* Your task *
Every entry must be output exactly as it was written.

_ _ _ _ _

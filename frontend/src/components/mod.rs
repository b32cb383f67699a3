// Reusable components live here.

pub mod inventory_table;
pub mod item_form_modal;
pub mod loading_spinner;
pub mod toast;
pub mod app;
pub mod config;
pub mod dialer;
pub mod forward;
pub mod lifecycle;
pub mod logging;
pub mod net;
pub mod relay;
pub mod shutdown;
pub mod telemetry;
pub mod tls;
pub mod tunnel;

pub async fn run(cfg: config::Config) -> anyhow::Result<()> {
    app::run(cfg).await
}
use std::{future::Future, io, pin::Pin, time::Duration};

use tokio::io::{AsyncRead, AsyncReadExt, AsyncWrite, AsyncWriteExt};

pub const DEFAULT_BUFFER_SIZE: usize = 32 * 1024;

#[derive(Debug, Clone, Copy, PartialEq, Eq)]
pub enum Direction {
    /// Bytes read from `a`, written to `b`.
    AToB,
    /// Bytes read from `b`, written to `a`.
    BToA,
}

impl Direction {
    fn other(self) -> Self {
        match self {
            Direction::AToB => Direction::BToA,
            Direction::BToA => Direction::AToB,
        }
    }
}

impl std::fmt::Display for Direction {
    fn fmt(&self, f: &mut std::fmt::Formatter<'_>) -> std::fmt::Result {
        match self {
            Direction::AToB => write!(f, "a->b"),
            Direction::BToA => write!(f, "b->a"),
        }
    }
}

/// How one copy direction ended.
#[derive(Debug)]
pub enum Outcome {
    /// Source hit EOF and everything read was written.
    Eof,
    Failed(io::Error),
    /// Dropped unfinished during teardown.
    Cancelled,
}

impl Outcome {
    pub fn error(&self) -> Option<&io::Error> {
        match self {
            Outcome::Failed(err) => Some(err),
            _ => None,
        }
    }
}

/// Outcome of one relay. Errors are informational only.
#[derive(Debug)]
pub struct RelayReport {
    /// The direction whose completion ended the relay.
    pub finished_first: Direction,
    pub first: Outcome,
    /// The other direction. Never detached: it either finished within
    /// [`TEARDOWN_TIMEOUT`] or was dropped before `relay` returned.
    pub second: Outcome,
    pub a_to_b: u64,
    pub b_to_a: u64,
}

/// Bound on each teardown step: a write-side shutdown, and the grace period
/// the remaining direction gets after the first one reached EOF.
pub const TEARDOWN_TIMEOUT: Duration = Duration::from_secs(1);

/// Copies bytes between `a` and `b` in both directions until either
/// direction reaches EOF or fails.
///
/// Each direction owns a `buffer_size` buffer and shuts down its write side
/// when it ends, so the peer sees EOF as soon as its data is through. After a
/// clean EOF the other direction gets [`TEARDOWN_TIMEOUT`] to finish; after an
/// error it is dropped right away. Both streams are dropped on return, and
/// no step of the teardown waits on a peer longer than [`TEARDOWN_TIMEOUT`].
pub async fn relay<A, B>(a: A, b: B, buffer_size: usize) -> RelayReport
where
    A: AsyncRead + AsyncWrite + Unpin,
    B: AsyncRead + AsyncWrite + Unpin,
{
    let buffer_size = if buffer_size == 0 {
        DEFAULT_BUFFER_SIZE
    } else {
        buffer_size
    };

    let (mut a_rd, mut a_wr) = tokio::io::split(a);
    let (mut b_rd, mut b_wr) = tokio::io::split(b);

    let mut a_to_b = 0u64;
    let mut b_to_a = 0u64;

    let (finished_first, first, second) = {
        let up = copy_direction(&mut a_rd, &mut b_wr, buffer_size, &mut a_to_b);
        let down = copy_direction(&mut b_rd, &mut a_wr, buffer_size, &mut b_to_a);
        tokio::pin!(up, down);

        let (finished_first, res) = tokio::select! {
            res = &mut up => (Direction::AToB, res),
            res = &mut down => (Direction::BToA, res),
        };
        let first = match res {
            Ok(()) => Outcome::Eof,
            Err(err) => Outcome::Failed(err),
        };
        let second = match finished_first {
            Direction::AToB => finish_rest(down.as_mut(), &first).await,
            Direction::BToA => finish_rest(up.as_mut(), &first).await,
        };
        (finished_first, first, second)
    };

    for (direction, outcome) in [
        (finished_first, &first),
        (finished_first.other(), &second),
    ] {
        let Some(err) = outcome.error() else {
            continue;
        };
        if is_expected_close(err) {
            tracing::debug!(direction = %direction, err = %err, "relay: stream closed");
        } else {
            tracing::warn!(direction = %direction, err = %err, "relay: stream error");
        }
    }

    RelayReport {
        finished_first,
        first,
        second,
        a_to_b,
        b_to_a,
    }
}

async fn finish_rest<F>(rest: Pin<&mut F>, first: &Outcome) -> Outcome
where
    F: Future<Output = io::Result<()>>,
{
    if !matches!(first, Outcome::Eof) {
        return Outcome::Cancelled;
    }
    match tokio::time::timeout(TEARDOWN_TIMEOUT, rest).await {
        Ok(Ok(())) => Outcome::Eof,
        Ok(Err(err)) => Outcome::Failed(err),
        Err(_) => Outcome::Cancelled,
    }
}

async fn copy_direction<R, W>(
    rd: &mut R,
    wr: &mut W,
    buffer_size: usize,
    copied: &mut u64,
) -> io::Result<()>
where
    R: AsyncRead + Unpin,
    W: AsyncWrite + Unpin,
{
    let res = copy_until_eof(rd, wr, buffer_size, copied).await;
    // A TLS peer that stopped reading can stall close_notify forever.
    if tokio::time::timeout(TEARDOWN_TIMEOUT, wr.shutdown())
        .await
        .is_err()
    {
        tracing::debug!("relay: write shutdown timed out");
    }
    res
}

async fn copy_until_eof<R, W>(
    rd: &mut R,
    wr: &mut W,
    buffer_size: usize,
    copied: &mut u64,
) -> io::Result<()>
where
    R: AsyncRead + Unpin,
    W: AsyncWrite + Unpin,
{
    let mut buf = vec![0u8; buffer_size];
    loop {
        let n = rd.read(&mut buf).await?;
        if n == 0 {
            return wr.flush().await;
        }
        wr.write_all(&buf[..n]).await?;
        wr.flush().await?;
        *copied += n as u64;
    }
}

/// Errors that just mean the peer went away.
pub fn is_expected_close(err: &io::Error) -> bool {
    matches!(
        err.kind(),
        io::ErrorKind::BrokenPipe
            | io::ErrorKind::ConnectionReset
            | io::ErrorKind::ConnectionAborted
            | io::ErrorKind::NotConnected
            | io::ErrorKind::UnexpectedEof
    )
}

_ _ _ _ _

* Your response *
filename frontend/src/components/mod.rs
repository b32cb383f67699a3
// Reusable components live here.

pub mod inventory_table;
pub mod item_form_modal;
pub mod loading_spinner;
pub mod toast;
pub mod app;
pub mod config;
pub mod dialer;
pub mod forward;
pub mod lifecycle;
pub mod logging;
pub mod net;
pub mod relay;
pub mod shutdown;
pub mod telemetry;
pub mod tls;
pub mod tunnel;

pub async fn run(cfg: config::Config) -> anyhow::Result<()> {
    app::run(cfg).await
}
use std::{future::Future, io, pin::Pin, time::Duration};

use tokio::io::{AsyncRead, AsyncReadExt, AsyncWrite, AsyncWriteExt};

pub const DEFAULT_BUFFER_SIZE: usize = 32 * 1024;

#[derive(Debug, Clone, Copy, PartialEq, Eq)]
pub enum Direction {
    /// Bytes read from `a`, written to `b`.
    AToB,
    /// Bytes read from `b`, written to `a`.
    BToA,
}

impl Direction {
    fn other(self) -> Self {
        match self {
            Direction::AToB => Direction::BToA,
            Direction::BToA => Direction::AToB,
        }
    }
}

impl std::fmt::Display for Direction {
    fn fmt(&self, f: &mut std::fmt::Formatter<'_>) -> std::fmt::Result {
        match self {
            Direction::AToB => write!(f, "a->b"),
            Direction::BToA => write!(f, "b->a"),
        }
    }
}

/// How one copy direction ended.
#[derive(Debug)]
pub enum Outcome {
    /// Source hit EOF and everything read was written.
    Eof,
    Failed(io::Error),
    /// Dropped unfinished during teardown.
    Cancelled,
}

impl Outcome {
    pub fn error(&self) -> Option<&io::Error> {
        match self {
            Outcome::Failed(err) => Some(err),
            _ => None,
        }
    }
}

/// Outcome of one relay. Errors are informational only.
#[derive(Debug)]
pub struct RelayReport {
    /// The direction whose completion ended the relay.
    pub finished_first: Direction,
    pub first: Outcome,
    /// The other direction. Never detached: it either finished within
    /// [`TEARDOWN_TIMEOUT`] or was dropped before `relay` returned.
    pub second: Outcome,
    pub a_to_b: u64,
    pub b_to_a: u64,
}

/// Bound on each teardown step: a write-side shutdown, and the grace period
/// the remaining direction gets after the first one reached EOF.
pub const TEARDOWN_TIMEOUT: Duration = Duration::from_secs(1);

/// Copies bytes between `a` and `b` in both directions until either
/// direction reaches EOF or fails.
///
/// Each direction owns a `buffer_size` buffer and shuts down its write side
/// when it ends, so the peer sees EOF as soon as its data is through. After a
/// clean EOF the other direction gets [`TEARDOWN_TIMEOUT`] to finish; after an
/// error it is dropped right away. Both streams are dropped on return, and
/// no step of the teardown waits on a peer longer than [`TEARDOWN_TIMEOUT`].
pub async fn relay<A, B>(a: A, b: B, buffer_size: usize) -> RelayReport
where
    A: AsyncRead + AsyncWrite + Unpin,
    B: AsyncRead + AsyncWrite + Unpin,
{
    let buffer_size = if buffer_size == 0 {
        DEFAULT_BUFFER_SIZE
    } else {
        buffer_size
    };

    let (mut a_rd, mut a_wr) = tokio::io::split(a);
    let (mut b_rd, mut b_wr) = tokio::io::split(b);

    let mut a_to_b = 0u64;
    let mut b_to_a = 0u64;

    let (finished_first, first, second) = {
        let up = copy_direction(&mut a_rd, &mut b_wr, buffer_size, &mut a_to_b);
        let down = copy_direction(&mut b_rd, &mut a_wr, buffer_size, &mut b_to_a);
        tokio::pin!(up, down);

        let (finished_first, res) = tokio::select! {
            res = &mut up => (Direction::AToB, res),
            res = &mut down => (Direction::BToA, res),
        };
        let first = match res {
            Ok(()) => Outcome::Eof,
            Err(err) => Outcome::Failed(err),
        };
        let second = match finished_first {
            Direction::AToB => finish_rest(down.as_mut(), &first).await,
            Direction::BToA => finish_rest(up.as_mut(), &first).await,
        };
        (finished_first, first, second)
    };

    for (direction, outcome) in [
        (finished_first, &first),
        (finished_first.other(), &second),
    ] {
        let Some(err) = outcome.error() else {
            continue;
        };
        if is_expected_close(err) {
            tracing::debug!(direction = %direction, err = %err, "relay: stream closed");
        } else {
            tracing::warn!(direction = %direction, err = %err, "relay: stream error");
        }
    }

    RelayReport {
        finished_first,
        first,
        second,
        a_to_b,
        b_to_a,
    }
}

async fn finish_rest<F>(rest: Pin<&mut F>, first: &Outcome) -> Outcome
where
    F: Future<Output = io::Result<()>>,
{
    if !matches!(first, Outcome::Eof) {
        return Outcome::Cancelled;
    }
    match tokio::time::timeout(TEARDOWN_TIMEOUT, rest).await {
        Ok(Ok(())) => Outcome::Eof,
        Ok(Err(err)) => Outcome::Failed(err),
        Err(_) => Outcome::Cancelled,
    }
}

async fn copy_direction<R, W>(
    rd: &mut R,
    wr: &mut W,
    buffer_size: usize,
    copied: &mut u64,
) -> io::Result<()>
where
    R: AsyncRead + Unpin,
    W: AsyncWrite + Unpin,
{
    let res = copy_until_eof(rd, wr, buffer_size, copied).await;
    // A TLS peer that stopped reading can stall close_notify forever.
    if tokio::time::timeout(TEARDOWN_TIMEOUT, wr.shutdown())
        .await
        .is_err()
    {
        tracing::debug!("relay: write shutdown timed out");
    }
    res
}

async fn copy_until_eof<R, W>(
    rd: &mut R,
    wr: &mut W,
    buffer_size: usize,
    copied: &mut u64,
) -> io::Result<()>
where
    R: AsyncRead + Unpin,
    W: AsyncWrite + Unpin,
{
    let mut buf = vec![0u8; buffer_size];
    loop {
        let n = rd.read(&mut buf).await?;
        if n == 0 {
            return wr.flush().await;
        }
        wr.write_all(&buf[..n]).await?;
        wr.flush().await?;
        *copied += n as u64;
    }
}

/// Errors that just mean the peer went away.
pub fn is_expected_close(err: &io::Error) -> bool {
    matches!(
        err.kind(),
        io::ErrorKind::BrokenPipe
            | io::ErrorKind::ConnectionReset
            | io::ErrorKind::ConnectionAborted
            | io::ErrorKind::NotConnected
            | io::ErrorKind::UnexpectedEof
    )
}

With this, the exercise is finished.